Many authors, including professor Noam Chomsky, argue that in practice the Monroe Doctrine has functioned as a declaration of hegemony and a right of unilateral intervention over the Western Hemisphere – limited only by prudence, as in the case of British military. Critics including Chomsky and Butler also point to the work of mercenaries such as William Walker, who briefly installed himself as president of Nicaragua, as inspired by the Monroe Doctrine.
Many Latin American popular movements have come to resent the "Monroe Doctrine", which has been summarized there in the phrase: "America for the Americans", translated into Spanish ironically as América para los americanos. The irony lies in the fact that the Spanish term americano is, in all Latin America countries, used to name the inhabitants of North, Central and South America. However, in English, the term American is related almost exclusively to the nationals of the United States, although this wasn't always the case. Thus, while "America for the Americans" sounds very much like a call to share a common destiny, it becomes apparent that it could really imply: America (the continent) for the United States. At the turn of the century, popular resentment in Latin America gave rise to a series of left of center leaders who questioned Washington's sincerity. In order to explicitly explain what is meant, the phrase is usually changed to "America for North American Americans". Other critics have interpreted the Monroe Doctrine as isolationist in intent.
During the Cold War, the Monroe Doctrine was applied to Latin America by the framers of U.S. foreign policy.
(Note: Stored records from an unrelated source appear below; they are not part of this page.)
//! CLI output formatting for `build` and `check`.
//!
//! # Output Format
//!
//! ## Build
//!
//! ```text
//! Catalog: 312 recipes, 9 categories, 41 tags, 13 listing pages
//! Pages: 378 attempted, 377 succeeded, 1 failed
//!
//! Failures
//! 001 /recipe/quinoa-bowl/
//!     Error: recipe 'quinoa-bowl' has an empty title
//!     Path: dist/recipe/quinoa-bowl/index.html
//!
//! Warnings
//!     categories ["Main Dish", "main-dish"] all map to /category/main-dish/
//!
//! Digest: 9f2c…
//! Built dist in 0.84s
//! ```
//!
//! ## Check
//!
//! ```text
//! Source: recipes.json
//! Categories
//! 001 Breakfast (14 recipes) → /category/breakfast/
//! 002 Dinner (31 recipes) → /category/dinner/
//!
//! 45 recipes, 2 categories, 12 tags, 2 listing pages
//! ```
//!
//! # Architecture
//!
//! Each command has a `format_*` function (returns `Vec<String>`) for
//! testability and a `print_*` wrapper that writes to stdout. Format
//! functions are pure: no I/O, no side effects.

use crate::catalog::Warning;
use crate::generate::{BuildReport, CheckReport};

// ============================================================================
// Shared display helpers
// ============================================================================

/// Format a 1-based positional index as 3-digit zero-padded.
fn format_index(pos: usize) -> String {
    format!("{:0>3}", pos)
}

/// Return indentation string: 4 spaces per depth level.
fn indent(depth: usize) -> String {
    "    ".repeat(depth)
}

/// `1 recipe`, `2 recipes`.
fn plural(n: usize, one: &str, many: &str) -> String {
    if n == 1 {
        format!("{n} {one}")
    } else {
        format!("{n} {many}")
    }
}

fn warning_lines(warnings: &[Warning]) -> Vec<String> {
    let mut lines = Vec::new();
    if !warnings.is_empty() {
        lines.push(String::new());
        lines.push("Warnings".to_string());
        for warning in warnings {
            lines.push(format!("{}{}", indent(1), warning));
        }
    }
    lines
}

// ============================================================================
// Build
// ============================================================================

pub fn format_build_report(report: &BuildReport) -> Vec<String> {
    let mut lines = vec![
        format!(
            "Catalog: {}, {}, {}, {}",
            plural(report.recipes, "recipe", "recipes"),
            plural(report.categories, "category", "categories"),
            plural(report.tags, "tag", "tags"),
            plural(report.listing_pages, "listing page", "listing pages"),
        ),
        format!(
            "Pages: {} attempted, {} succeeded, {} failed",
            report.attempted, report.succeeded, report.failed
        ),
    ];

    if !report.failures.is_empty() {
        lines.push(String::new());
        lines.push("Failures".to_string());
        for (i, failure) in report.failures.iter().enumerate() {
            lines.push(format!("{} {}", format_index(i + 1), failure.page));
            lines.push(format!("{}Error: {}", indent(1), failure.error));
            if let Some(path) = &failure.path {
                lines.push(format!("{}Path: {}", indent(1), path.display()));
            }
        }
    }

    lines.extend(warning_lines(&report.warnings));

    lines.push(String::new());
    lines.push(format!("Digest: {}", report.digest));
    lines.push(format!(
        "Built {} in {:.2}s",
        report.output_dir.display(),
        report.elapsed.as_secs_f64()
    ));
    lines
}

/// Print build summary to stdout.
pub fn print_build_report(report: &BuildReport) {
    for line in format_build_report(report) {
        println!("{}", line);
    }
}

// ============================================================================
// Check
// ============================================================================

pub fn format_check_report(report: &CheckReport) -> Vec<String> {
    let mut lines = vec![format!("Source: {}", report.source)];

    if !report.categories.is_empty() {
        lines.push("Categories".to_string());
        for (i, category) in report.categories.iter().enumerate() {
            lines.push(format!(
                "{} {} ({}) \u{2192} {}",
                format_index(i + 1),
                category.label,
                plural(category.count, "recipe", "recipes"),
                category.route()
            ));
        }
    }

    if !report.rejected.is_empty() {
        lines.push(String::new());
        lines.push("Rejected".to_string());
        for (i, rejected) in report.rejected.iter().enumerate() {
            lines.push(format!("{} {}", format_index(i + 1), rejected.label()));
            lines.push(format!("{}{}", indent(1), rejected.reason));
        }
    }

    lines.extend(warning_lines(&report.warnings));

    lines.push(String::new());
    lines.push(format!(
        "{}, {}, {}, {}",
        plural(report.recipes, "recipe", "recipes"),
        plural(report.categories.len(), "category", "categories"),
        plural(report.tags, "tag", "tags"),
        plural(report.listing_pages, "listing page", "listing pages"),
    ));
    lines
}

/// Print check summary to stdout.
pub fn print_check_report(report: &CheckReport) {
    for line in format_check_report(report) {
        println!("{}", line);
    }
}

// ============================================================================
// Tests
// ============================================================================

#[cfg(test)]
mod tests {
    use super::*;
    use crate::catalog::{CategoryEntry, RejectReason, Rejected};
    use crate::generate::PageFailure;
    use std::path::PathBuf;
    use std::time::Duration;

    fn build_report() -> BuildReport {
        BuildReport {
            output_dir: PathBuf::from("dist"),
            attempted: 8,
            succeeded: 8,
            failed: 0,
            failures: Vec::new(),
            warnings: Vec::new(),
            recipes: 2,
            categories: 2,
            tags: 1,
            listing_pages: 1,
            elapsed: Duration::from_millis(1500),
            digest: "abc123".to_string(),
        }
    }

    fn check_report() -> CheckReport {
        CheckReport {
            source: "recipes.json".to_string(),
            recipes: 3,
            categories: vec![
                CategoryEntry {
                    label: "Breakfast".into(),
                    slug: "breakfast".into(),
                    count: 1,
                },
                CategoryEntry {
                    label: "Main Dishes".into(),
                    slug: "main-dishes".into(),
                    count: 2,
                },
            ],
            tags: 0,
            listing_pages: 1,
            rejected: Vec::new(),
            warnings: Vec::new(),
        }
    }

    // =========================================================================
    // Helper tests
    // =========================================================================

    #[test]
    fn format_index_pads_to_three() {
        assert_eq!(format_index(1), "001");
        assert_eq!(format_index(42), "042");
        assert_eq!(format_index(1000), "1000");
    }

    #[test]
    fn indent_levels() {
        assert_eq!(indent(0), "");
        assert_eq!(indent(2), "        ");
    }

    #[test]
    fn plural_forms() {
        assert_eq!(plural(1, "recipe", "recipes"), "1 recipe");
        assert_eq!(plural(0, "recipe", "recipes"), "0 recipes");
        assert_eq!(plural(3, "category", "categories"), "3 categories");
    }

    // =========================================================================
    // Build report tests
    // =========================================================================

    #[test]
    fn build_report_has_exact_counts() {
        let lines = format_build_report(&build_report());
        assert_eq!(lines[0], "Catalog: 2 recipes, 2 categories, 1 tag, 1 listing page");
        assert_eq!(lines[1], "Pages: 8 attempted, 8 succeeded, 0 failed");
        assert!(lines.contains(&"Digest: abc123".to_string()));
        assert_eq!(lines.last().unwrap(), "Built dist in 1.50s");
        assert!(!lines.contains(&"Failures".to_string()));
    }

    #[test]
    fn build_report_lists_failures() {
        let mut report = build_report();
        report.succeeded = 7;
        report.failed = 1;
        report.failures.push(PageFailure {
            page: "/recipe/broken/".into(),
            path: Some(PathBuf::from("dist/recipe/broken/index.html")),
            error: "recipe 'broken' has an empty title".into(),
        });
        let lines = format_build_report(&report);
        assert!(lines.contains(&"001 /recipe/broken/".to_string()));
        assert!(lines.contains(&"    Error: recipe 'broken' has an empty title".to_string()));
        assert!(lines.contains(&"    Path: dist/recipe/broken/index.html".to_string()));
    }

    #[test]
    fn build_report_lists_warnings() {
        let mut report = build_report();
        report.warnings.push(Warning::EmptyFeatured {
            tag: "halloween".into(),
        });
        let lines = format_build_report(&report);
        let idx = lines.iter().position(|l| l == "Warnings").unwrap();
        assert!(lines[idx + 1].contains("halloween"));
    }

    // =========================================================================
    // Check report tests
    // =========================================================================

    #[test]
    fn check_report_lists_categories_with_routes() {
        let lines = format_check_report(&check_report());
        assert_eq!(lines[0], "Source: recipes.json");
        assert!(lines.contains(&"001 Breakfast (1 recipe) \u{2192} /category/breakfast/".to_string()));
        assert!(lines.contains(&"002 Main Dishes (2 recipes) \u{2192} /category/main-dishes/".to_string()));
        assert_eq!(
            lines.last().unwrap(),
            "3 recipes, 2 categories, 0 tags, 1 listing page"
        );
    }

    #[test]
    fn check_report_lists_rejected() {
        let mut report = check_report();
        report.rejected.push(Rejected {
            id: Some(7),
            slug: "Bad Slug".into(),
            reason: RejectReason::InvalidSlug,
        });
        let lines = format_check_report(&report);
        assert!(lines.contains(&"001 recipe 7 'Bad Slug'".to_string()));
    }
}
When the Cuban Revolution established a socialist regime with ties to the Soviet Union, after trying to establish fruitful relations with the U.S., it was argued that the spirit of the Monroe Doctrine should be again invoked, this time to prevent the further spreading of Soviet-backed Communism in Latin America. During the Cold War, the United States thus often provided intelligence and military aid to Latin and South American governments that claimed or appeared to be threatened by Communist subversion. This, in turn, led to some domestic controversy within the United States, especially among some members of the left who argued that the Communist threat and Soviet influence in Latin America was greatly exaggerated. (See Operation PBSUCCESS.)
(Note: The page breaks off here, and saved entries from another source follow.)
// ============================================================================
// Tests
// ============================================================================

#[cfg(test)]
mod tests {
    use super::*;
    use crate::test_helpers::*;
    use crate::types::{MalformedRecord, Snapshot};
    use std::sync::atomic::{AtomicUsize, Ordering};
    use tempfile::TempDir;

    fn options() -> BuildOptions {
        BuildOptions {
            year: 2024,
            workers: Some(2),
        }
    }

    fn build_scenario(out: &Path) -> BuildReport {
        build(
            &StaticSource(scenario_snapshot()),
            &test_config(),
            out,
            &options(),
        )
        .unwrap()
    }

    /// Fails every write.
    struct BrokenDisk;

    impl PageWriter for BrokenDisk {
        fn write(&self, path: &Path, _contents: &str) -> io::Result<()> {
            Err(io::Error::other(format!("disk full: {}", path.display())))
        }
    }

    /// Fails every HTML page, lets other files through.
    struct BrokenHtml;

    impl PageWriter for BrokenHtml {
        fn write(&self, path: &Path, contents: &str) -> io::Result<()> {
            if path.extension().is_some_and(|ext| ext == "html") {
                return Err(io::Error::other("read-only template dir"));
            }
            fs::write(path, contents)
        }
    }

    /// Fails writes under `recipe/`.
    struct BrokenRecipes(AtomicUsize);

    impl PageWriter for BrokenRecipes {
        fn write(&self, path: &Path, contents: &str) -> io::Result<()> {
            if path.components().any(|c| c.as_os_str() == "recipe") {
                self.0.fetch_add(1, Ordering::Relaxed);
                return Err(io::Error::other("permission denied"));
            }
            fs::write(path, contents)
        }
    }

    #[test]
    fn scenario_writes_expected_tree() {
        let tmp = TempDir::new().unwrap();
        let out = tmp.path().join("dist");
        let report = build_scenario(&out);

        for file in [
            "index.html",
            "recipe/a/index.html",
            "recipe/c/index.html",
            "category/breakfast/index.html",
            "category/dinner/index.html",
            "recipes/index.html",
            "sitemap.xml",
            "robots.txt",
        ] {
            assert!(out.join(file).is_file(), "missing {file}");
        }
        assert!(!out.join("recipe/b").exists());
        assert_eq!(report.failed, 0);
        assert_eq!(report.recipes, 2);
        assert_eq!(report.attempted, report.succeeded);
    }

    #[test]
    fn draft_never_referenced() {
        let tmp = TempDir::new().unwrap();
        let out = tmp.path().join("dist");
        build_scenario(&out);

        for page in html_pages(&out) {
            let html = read_output(&out, &page);
            assert!(!html.contains("/recipe/b/"), "{page} links the draft");
            assert!(!html.contains("Recipe b"), "{page} mentions the draft");
        }
        assert!(!read_output(&out, "sitemap.xml").contains("/recipe/b/"));
        let breakfast = read_output(&out, "category/breakfast/index.html");
        assert_eq!(breakfast.matches("data-slug=").count(), 1);
        assert!(breakfast.contains(r#"data-slug="a""#));
    }

    #[test]
    fn rebuild_is_byte_identical() {
        let tmp = TempDir::new().unwrap();
        let first = build_scenario(&tmp.path().join("one"));
        let second = build_scenario(&tmp.path().join("two"));
        assert_eq!(first.digest, second.digest);

        // Same output dir, built twice
        let again = build_scenario(&tmp.path().join("one"));
        assert_eq!(first.digest, again.digest);
    }

    #[test]
    fn worker_count_does_not_change_output() {
        let tmp = TempDir::new().unwrap();
        let snapshot = snapshot_of((0..30).map(|i| recipe(&format!("r{i}"), "Soups")).collect());
        let mut digests = Vec::new();
        for workers in [1, 4] {
            let report = build(
                &StaticSource(snapshot.clone()),
                &test_config(),
                &tmp.path().join(format!("w{workers}")),
                &BuildOptions {
                    year: 2024,
                    workers: Some(workers),
                },
            )
            .unwrap();
            digests.push(report.digest);
        }
        assert_eq!(digests[0], digests[1]);
    }

    #[test]
    fn source_failure_writes_nothing() {
        let tmp = TempDir::new().unwrap();
        let out = tmp.path().join("dist");
        let result = build(&FailingSource, &test_config(), &out, &options());
        assert!(matches!(result, Err(BuildError::Source(_))));
        assert!(!out.exists());
        assert_eq!(fs::read_dir(tmp.path()).unwrap().count(), 0);
    }

    #[test]
    fn zero_successes_keeps_previous_tree() {
        let tmp = TempDir::new().unwrap();
        let out = tmp.path().join("dist");
        let before = build_scenario(&out);

        let result = build_with_writer(
            &StaticSource(scenario_snapshot()),
            &test_config(),
            &out,
            &options(),
            &BrokenDisk,
        );
        assert!(matches!(result, Err(BuildError::NothingWritten { .. })));
        assert_eq!(digest::tree_digest(&out).unwrap(), before.digest);
        assert!(!sibling_dir(&out, "staging").unwrap().exists());
    }

    #[test]
    fn crawler_files_alone_never_replace_the_site() {
        let tmp = TempDir::new().unwrap();
        let out = tmp.path().join("dist");
        let before = build_scenario(&out);

        let result = build_with_writer(
            &StaticSource(scenario_snapshot()),
            &test_config(),
            &out,
            &options(),
            &BrokenHtml,
        );
        assert!(matches!(result, Err(BuildError::NothingWritten { .. })));
        assert!(out.join("index.html").is_file());
        assert_eq!(digest::tree_digest(&out).unwrap(), before.digest);
        assert!(!sibling_dir(&out, "staging").unwrap().exists());
    }

    #[test]
    fn page_failures_are_counted_not_fatal() {
        let tmp = TempDir::new().unwrap();
        let out = tmp.path().join("dist");
        let writer = BrokenRecipes(AtomicUsize::new(0));
        let report = build_with_writer(
            &StaticSource(scenario_snapshot()),
            &test_config(),
            &out,
            &options(),
            &writer,
        )
        .unwrap();

        assert_eq!(report.failed, 2);
        assert_eq!(writer.0.load(Ordering::Relaxed), 2);
        assert_eq!(report.succeeded + report.failed, report.attempted);
        assert!(out.join("index.html").is_file());
        assert!(report.failures.iter().any(|f| f.page == "/recipe/a/"));

        let sitemap = read_output(&out, "sitemap.xml");
        assert!(!sitemap.contains("/recipe/a/"));
        assert!(sitemap.contains("/category/breakfast/"));
    }

    #[test]
    fn empty_title_fails_only_that_page() {
        let tmp = TempDir::new().unwrap();
        let out = tmp.path().join("dist");
        let mut broken = recipe("broken", "Dinner");
        broken.title = "  ".to_string();
        let snapshot = snapshot_of(vec![recipe("good", "Dinner"), broken]);
        let report = build(&StaticSource(snapshot), &test_config(), &out, &options()).unwrap();

        assert_eq!(report.failed, 1);
        assert_eq!(report.failures[0].page, "recipe/broken");
        assert!(report.failures[0].error.contains("title is empty"));
        assert!(out.join("recipe/good/index.html").is_file());
        assert!(!out.join("recipe/broken").exists());

        for page in html_pages(&out) {
            assert!(
                !read_output(&out, &page).contains("/recipe/broken/"),
                "{page} links the untitled recipe"
            );
        }
        assert!(!read_output(&out, "sitemap.xml").contains("/recipe/broken/"));
    }

    #[test]
    fn undecodable_record_fails_only_its_page() {
        let tmp = TempDir::new().unwrap();
        let out = tmp.path().join("dist");
        let mut snapshot = snapshot_of(vec![recipe("good", "Dinner")]);
        snapshot.malformed.push(MalformedRecord {
            id: Some(2),
            slug: Some("bad".into()),
            error: "missing field `title`".into(),
        });
        let report = build(&StaticSource(snapshot), &test_config(), &out, &options()).unwrap();

        assert_eq!(report.failed, 1);
        assert_eq!(report.failures[0].page, "recipe/bad");
        assert!(report.failures[0].error.contains("recipe 2 'bad' not rendered"));
        assert_eq!(report.succeeded + report.failed, report.attempted);
        assert!(out.join("recipe/good/index.html").is_file());
    }

    #[test]
    fn rejected_records_count_as_failures() {
        let tmp = TempDir::new().unwrap();
        let out = tmp.path().join("dist");
        let snapshot = snapshot_of(vec![recipe("fine", "Lunch"), recipe("Not A Slug", "Lunch")]);
        let report = build(&StaticSource(snapshot), &test_config(), &out, &options()).unwrap();

        assert_eq!(report.failed, 1);
        assert_eq!(report.failures[0].page, "recipe/Not A Slug");
        assert!(report.failures[0].path.is_none());
        assert_eq!(report.succeeded + report.failed, report.attempted);
    }

    #[test]
    fn rebuild_removes_stale_pages() {
        let tmp = TempDir::new().unwrap();
        let out = tmp.path().join("dist");
        build_scenario(&out);
        assert!(out.join("recipe/c/index.html").exists());

        let snapshot = snapshot_of(vec![recipe("a", "Breakfast")]);
        build(&StaticSource(snapshot), &test_config(), &out, &options()).unwrap();
        assert!(!out.join("recipe/c").exists());
        assert!(!out.join("category/dinner").exists());
    }

    #[test]
    fn empty_catalog_still_publishes_shell() {
        let tmp = TempDir::new().unwrap();
        let out = tmp.path().join("dist");
        let report = build(
            &StaticSource(Snapshot::default()),
            &test_config(),
            &out,
            &options(),
        )
        .unwrap();
        assert_eq!(report.listing_pages, 1);
        assert!(out.join("recipes/index.html").is_file());
        assert!(!out.join("recipes/page").exists());
    }

    #[test]
    fn pagination_pages_written() {
        let tmp = TempDir::new().unwrap();
        let out = tmp.path().join("dist");
        let mut config = test_config();
        config.build.page_size = 2;
        let snapshot = snapshot_of((0..5).map(|i| recipe(&format!("p{i}"), "Bakes")).collect());
        let report = build(&StaticSource(snapshot), &config, &out, &options()).unwrap();

        assert_eq!(report.listing_pages, 3);
        assert!(out.join("recipes/page/2/index.html").is_file());
        assert!(out.join("recipes/page/3/index.html").is_file());
        assert!(!out.join("recipes/page/4").exists());
        let last = read_output(&out, "recipes/page/3/index.html");
        assert_eq!(last.matches("data-slug=").count(), 1);
    }

    #[test]
    fn tag_pages_written() {
        let tmp = TempDir::new().unwrap();
        let out = tmp.path().join("dist");
        let mut spooky = recipe("ghost-cookies", "Desserts");
        spooky.tags = vec!["Halloween".into()];
        let report = build(
            &StaticSource(snapshot_of(vec![spooky])),
            &test_config(),
            &out,
            &options(),
        )
        .unwrap();
        assert_eq!(report.tags, 1);
        let tag = read_output(&out, "tag/halloween/index.html");
        assert!(tag.contains(r#"data-slug="ghost-cookies""#));
    }

    #[test]
    fn check_writes_nothing_and_reports() {
        let tmp = TempDir::new().unwrap();
        let report = check(&StaticSource(scenario_snapshot()), &test_config()).unwrap();
        assert_eq!(report.recipes, 2);
        assert_eq!(report.categories.len(), 2);
        assert_eq!(fs::read_dir(tmp.path()).unwrap().count(), 0);
    }

    #[test]
    fn sibling_dir_is_hidden_neighbour() {
        let dir = sibling_dir(Path::new("/srv/site/dist"), "staging").unwrap();
        assert_eq!(dir, Path::new("/srv/site/.dist.staging"));
        assert!(sibling_dir(Path::new("/"), "staging").is_err());
    }
}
The debate over this new spirit of the Monroe Doctrine came to a head in the 1980s, as part of the Iran-Contra Affair. Among other things, it was revealed that the U.S. Central Intelligence Agency had been covertly training "Contra" guerrilla soldiers in Honduras in an attempt to destabilize and overthrow the Sandinista revolutionary government of Nicaragua and its President, Daniel Ortega. CIA director Robert Gates vigorously defended the Contra operation, arguing that avoiding U.S. intervention in Nicaragua would be "totally to abandon the Monroe doctrine". In a case brought before the International Court of Justice by Nicaragua, however, the court ruled that the United States had exercised "unlawful use of force." The U.S. ignored the verdict. The Carter and Reagan administrations embroiled themselves in the civil war in El Salvador, again citing the Monroe Doctrine as justification. The conflict was marked by large scale human rights abuses and the 1980 assassination of Archbishop Oscar Arnulfo Romero by right-wing death squads. The Monroe Doctrine was also cited during the U.S. intervention in Guatemala and the invasion of Grenada. Critics of the Reagan administration's support for Britain in the Falklands War charge that the U.S. ignored the Monroe Doctrine in that instance.